# WORKING DATA
_ _ _

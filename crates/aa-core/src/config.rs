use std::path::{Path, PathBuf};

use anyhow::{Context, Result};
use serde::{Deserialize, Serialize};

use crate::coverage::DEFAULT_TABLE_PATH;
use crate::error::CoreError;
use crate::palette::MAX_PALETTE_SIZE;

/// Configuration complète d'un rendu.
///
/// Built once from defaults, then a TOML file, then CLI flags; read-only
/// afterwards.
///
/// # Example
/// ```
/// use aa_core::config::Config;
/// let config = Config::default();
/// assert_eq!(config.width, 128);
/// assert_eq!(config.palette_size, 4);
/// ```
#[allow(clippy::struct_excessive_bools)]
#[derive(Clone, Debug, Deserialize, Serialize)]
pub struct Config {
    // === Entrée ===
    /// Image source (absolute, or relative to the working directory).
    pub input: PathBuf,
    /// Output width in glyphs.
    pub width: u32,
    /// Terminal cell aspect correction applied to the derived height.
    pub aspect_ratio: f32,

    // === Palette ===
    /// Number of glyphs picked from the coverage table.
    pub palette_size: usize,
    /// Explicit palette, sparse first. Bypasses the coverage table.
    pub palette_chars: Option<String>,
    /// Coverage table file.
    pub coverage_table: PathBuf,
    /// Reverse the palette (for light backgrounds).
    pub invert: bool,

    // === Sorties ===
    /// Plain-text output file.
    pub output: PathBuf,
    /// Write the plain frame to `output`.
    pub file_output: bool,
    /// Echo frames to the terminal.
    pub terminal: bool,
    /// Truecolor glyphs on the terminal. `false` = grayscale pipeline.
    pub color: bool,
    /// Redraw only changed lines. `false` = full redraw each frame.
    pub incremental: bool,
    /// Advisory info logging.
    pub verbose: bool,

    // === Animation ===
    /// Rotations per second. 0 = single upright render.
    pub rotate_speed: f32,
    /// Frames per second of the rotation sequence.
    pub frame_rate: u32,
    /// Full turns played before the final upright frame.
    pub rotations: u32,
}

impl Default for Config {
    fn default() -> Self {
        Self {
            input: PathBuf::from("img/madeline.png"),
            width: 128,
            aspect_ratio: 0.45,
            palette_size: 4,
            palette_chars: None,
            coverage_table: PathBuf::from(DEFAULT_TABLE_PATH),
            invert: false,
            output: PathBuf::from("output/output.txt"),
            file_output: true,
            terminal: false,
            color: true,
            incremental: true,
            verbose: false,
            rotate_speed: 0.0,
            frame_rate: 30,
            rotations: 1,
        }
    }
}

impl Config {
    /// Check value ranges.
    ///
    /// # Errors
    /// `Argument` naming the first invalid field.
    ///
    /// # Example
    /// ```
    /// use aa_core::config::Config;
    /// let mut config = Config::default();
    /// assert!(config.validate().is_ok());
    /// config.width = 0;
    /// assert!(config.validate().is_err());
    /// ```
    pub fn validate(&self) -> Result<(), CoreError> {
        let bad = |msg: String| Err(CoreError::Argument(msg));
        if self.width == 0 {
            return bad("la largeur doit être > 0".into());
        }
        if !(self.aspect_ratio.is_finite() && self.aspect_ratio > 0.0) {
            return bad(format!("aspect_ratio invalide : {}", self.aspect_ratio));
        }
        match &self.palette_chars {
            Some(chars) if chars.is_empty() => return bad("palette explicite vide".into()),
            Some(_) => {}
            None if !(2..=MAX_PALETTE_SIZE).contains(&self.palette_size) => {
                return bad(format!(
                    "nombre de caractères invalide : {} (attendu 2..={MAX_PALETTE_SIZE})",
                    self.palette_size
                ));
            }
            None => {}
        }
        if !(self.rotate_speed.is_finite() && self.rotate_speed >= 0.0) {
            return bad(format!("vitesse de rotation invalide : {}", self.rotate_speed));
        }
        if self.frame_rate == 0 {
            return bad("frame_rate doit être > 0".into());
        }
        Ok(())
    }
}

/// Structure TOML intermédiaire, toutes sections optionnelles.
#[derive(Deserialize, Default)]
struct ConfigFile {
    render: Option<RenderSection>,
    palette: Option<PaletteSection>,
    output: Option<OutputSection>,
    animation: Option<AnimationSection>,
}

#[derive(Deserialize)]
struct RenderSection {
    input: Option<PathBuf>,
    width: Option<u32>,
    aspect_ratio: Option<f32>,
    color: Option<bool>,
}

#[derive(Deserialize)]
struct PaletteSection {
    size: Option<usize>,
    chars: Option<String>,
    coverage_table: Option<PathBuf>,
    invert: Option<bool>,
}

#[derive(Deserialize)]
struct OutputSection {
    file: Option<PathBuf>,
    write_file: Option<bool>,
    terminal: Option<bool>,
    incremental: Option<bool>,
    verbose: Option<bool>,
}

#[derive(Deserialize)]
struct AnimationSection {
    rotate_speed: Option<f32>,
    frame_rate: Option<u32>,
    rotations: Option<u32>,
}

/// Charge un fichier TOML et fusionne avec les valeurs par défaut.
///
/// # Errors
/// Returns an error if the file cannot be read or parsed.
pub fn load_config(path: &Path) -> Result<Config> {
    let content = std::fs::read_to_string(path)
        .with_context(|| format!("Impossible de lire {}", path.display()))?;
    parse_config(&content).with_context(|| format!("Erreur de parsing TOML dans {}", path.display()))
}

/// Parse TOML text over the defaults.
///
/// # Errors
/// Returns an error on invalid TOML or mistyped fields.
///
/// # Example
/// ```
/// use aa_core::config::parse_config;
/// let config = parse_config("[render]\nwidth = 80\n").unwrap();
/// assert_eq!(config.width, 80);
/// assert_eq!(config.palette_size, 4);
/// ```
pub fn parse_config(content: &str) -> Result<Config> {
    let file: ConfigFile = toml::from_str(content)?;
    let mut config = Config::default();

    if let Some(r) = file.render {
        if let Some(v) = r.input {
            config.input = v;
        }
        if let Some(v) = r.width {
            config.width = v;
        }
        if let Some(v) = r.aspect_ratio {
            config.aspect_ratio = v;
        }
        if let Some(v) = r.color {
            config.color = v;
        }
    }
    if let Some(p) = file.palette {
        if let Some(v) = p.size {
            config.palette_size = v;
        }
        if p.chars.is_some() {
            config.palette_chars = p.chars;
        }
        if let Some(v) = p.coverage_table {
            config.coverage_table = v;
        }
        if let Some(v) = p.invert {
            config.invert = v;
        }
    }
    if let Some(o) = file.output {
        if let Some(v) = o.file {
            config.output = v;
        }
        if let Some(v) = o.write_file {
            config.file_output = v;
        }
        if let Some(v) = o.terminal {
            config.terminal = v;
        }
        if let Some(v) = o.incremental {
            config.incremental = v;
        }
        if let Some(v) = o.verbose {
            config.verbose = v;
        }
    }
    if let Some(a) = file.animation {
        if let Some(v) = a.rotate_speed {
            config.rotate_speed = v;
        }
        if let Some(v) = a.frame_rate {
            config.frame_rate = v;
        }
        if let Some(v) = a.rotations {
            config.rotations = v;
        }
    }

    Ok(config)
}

_ _ _

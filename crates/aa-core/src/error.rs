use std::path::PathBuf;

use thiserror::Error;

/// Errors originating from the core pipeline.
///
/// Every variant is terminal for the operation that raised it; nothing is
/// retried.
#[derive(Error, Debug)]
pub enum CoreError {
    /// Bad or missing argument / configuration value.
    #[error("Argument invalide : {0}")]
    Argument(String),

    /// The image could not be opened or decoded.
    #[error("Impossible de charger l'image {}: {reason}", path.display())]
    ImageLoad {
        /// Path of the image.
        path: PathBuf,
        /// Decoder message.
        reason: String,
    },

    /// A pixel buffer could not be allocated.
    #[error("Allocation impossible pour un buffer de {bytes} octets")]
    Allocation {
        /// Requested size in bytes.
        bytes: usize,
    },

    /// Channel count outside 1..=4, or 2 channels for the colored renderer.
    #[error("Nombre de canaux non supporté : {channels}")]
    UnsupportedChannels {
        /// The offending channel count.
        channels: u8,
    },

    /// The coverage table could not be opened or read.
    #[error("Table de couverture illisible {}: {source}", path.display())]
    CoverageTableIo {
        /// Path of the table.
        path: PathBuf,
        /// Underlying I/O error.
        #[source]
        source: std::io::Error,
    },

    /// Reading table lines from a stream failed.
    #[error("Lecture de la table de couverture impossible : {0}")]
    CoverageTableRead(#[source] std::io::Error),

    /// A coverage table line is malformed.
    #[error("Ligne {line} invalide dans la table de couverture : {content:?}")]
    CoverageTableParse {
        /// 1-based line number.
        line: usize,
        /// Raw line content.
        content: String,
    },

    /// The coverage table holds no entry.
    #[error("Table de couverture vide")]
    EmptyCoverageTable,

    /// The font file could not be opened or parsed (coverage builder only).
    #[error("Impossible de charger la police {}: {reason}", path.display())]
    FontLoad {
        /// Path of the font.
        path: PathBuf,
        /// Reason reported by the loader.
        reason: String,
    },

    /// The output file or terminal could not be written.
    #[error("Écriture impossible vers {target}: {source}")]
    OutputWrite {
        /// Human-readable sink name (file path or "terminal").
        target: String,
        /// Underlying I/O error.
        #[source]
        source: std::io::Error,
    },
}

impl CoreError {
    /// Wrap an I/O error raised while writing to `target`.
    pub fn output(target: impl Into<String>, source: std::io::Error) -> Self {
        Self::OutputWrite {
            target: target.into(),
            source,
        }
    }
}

_ _ _

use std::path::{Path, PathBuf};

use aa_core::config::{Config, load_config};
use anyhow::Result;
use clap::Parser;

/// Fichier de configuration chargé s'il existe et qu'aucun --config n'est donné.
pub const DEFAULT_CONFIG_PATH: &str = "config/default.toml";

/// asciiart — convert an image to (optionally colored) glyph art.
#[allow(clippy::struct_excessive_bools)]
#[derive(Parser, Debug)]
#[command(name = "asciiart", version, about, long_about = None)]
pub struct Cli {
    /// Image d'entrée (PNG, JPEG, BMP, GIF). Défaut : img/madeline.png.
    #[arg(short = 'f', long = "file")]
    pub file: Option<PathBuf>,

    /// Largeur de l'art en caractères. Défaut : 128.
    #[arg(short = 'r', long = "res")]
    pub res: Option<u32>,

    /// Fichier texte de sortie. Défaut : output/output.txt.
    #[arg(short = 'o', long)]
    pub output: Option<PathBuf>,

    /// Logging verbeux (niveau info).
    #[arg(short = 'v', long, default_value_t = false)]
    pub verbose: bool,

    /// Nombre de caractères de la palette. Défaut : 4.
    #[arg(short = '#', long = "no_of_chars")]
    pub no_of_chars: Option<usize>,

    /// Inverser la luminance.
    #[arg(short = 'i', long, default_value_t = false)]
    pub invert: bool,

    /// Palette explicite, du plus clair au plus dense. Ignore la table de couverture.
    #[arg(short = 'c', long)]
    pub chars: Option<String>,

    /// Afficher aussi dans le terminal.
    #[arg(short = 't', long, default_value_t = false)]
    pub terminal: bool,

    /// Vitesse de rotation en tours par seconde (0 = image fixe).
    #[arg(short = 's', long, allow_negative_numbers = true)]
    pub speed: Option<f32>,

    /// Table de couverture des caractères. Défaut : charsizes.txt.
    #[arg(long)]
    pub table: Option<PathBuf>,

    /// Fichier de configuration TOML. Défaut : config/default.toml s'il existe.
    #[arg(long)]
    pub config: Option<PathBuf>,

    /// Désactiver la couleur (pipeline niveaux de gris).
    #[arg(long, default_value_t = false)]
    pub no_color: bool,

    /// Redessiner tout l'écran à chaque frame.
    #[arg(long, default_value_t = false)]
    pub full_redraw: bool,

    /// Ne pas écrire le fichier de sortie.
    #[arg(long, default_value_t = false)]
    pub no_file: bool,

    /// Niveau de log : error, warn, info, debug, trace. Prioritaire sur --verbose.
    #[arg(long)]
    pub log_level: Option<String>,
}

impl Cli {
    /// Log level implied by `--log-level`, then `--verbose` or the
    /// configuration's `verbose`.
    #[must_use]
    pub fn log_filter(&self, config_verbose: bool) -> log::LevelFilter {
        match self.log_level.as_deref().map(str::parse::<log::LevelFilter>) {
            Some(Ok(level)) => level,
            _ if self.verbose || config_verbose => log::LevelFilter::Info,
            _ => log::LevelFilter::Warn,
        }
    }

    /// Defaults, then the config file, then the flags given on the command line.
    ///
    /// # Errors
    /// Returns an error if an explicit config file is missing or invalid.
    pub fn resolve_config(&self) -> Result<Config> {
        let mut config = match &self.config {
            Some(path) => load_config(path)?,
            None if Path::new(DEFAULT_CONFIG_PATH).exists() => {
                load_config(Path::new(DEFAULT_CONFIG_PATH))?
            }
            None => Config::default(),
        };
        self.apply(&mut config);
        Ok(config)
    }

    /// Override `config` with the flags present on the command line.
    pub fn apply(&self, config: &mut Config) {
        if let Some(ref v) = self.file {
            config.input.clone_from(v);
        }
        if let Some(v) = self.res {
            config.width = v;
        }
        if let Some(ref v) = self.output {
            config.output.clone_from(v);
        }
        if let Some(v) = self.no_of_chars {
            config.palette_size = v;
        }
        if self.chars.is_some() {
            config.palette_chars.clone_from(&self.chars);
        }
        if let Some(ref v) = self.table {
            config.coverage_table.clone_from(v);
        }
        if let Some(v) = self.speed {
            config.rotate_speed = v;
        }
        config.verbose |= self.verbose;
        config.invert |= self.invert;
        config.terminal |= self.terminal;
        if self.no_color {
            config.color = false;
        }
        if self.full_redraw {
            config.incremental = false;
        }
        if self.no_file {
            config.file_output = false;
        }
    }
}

_ _ _

# EXERCISE DIRECTIONS
Once you find the line with "first invalid field." above, print it and every line after it up to and including the line with "if self.width == 0", exactly as written and nothing else.

# EXPECTED ANSWER
    /// `Argument` naming the first invalid field.
    ///
    /// # Example
    /// ```
    /// use aa_core::config::Config;
    /// let mut config = Config::default();
    /// assert!(config.validate().is_ok());
    /// config.width = 0;
    /// assert!(config.validate().is_err());
    /// ```
    pub fn validate(&self) -> Result<(), CoreError> {
        let bad = |msg: String| Err(CoreError::Argument(msg));
        if self.width == 0 {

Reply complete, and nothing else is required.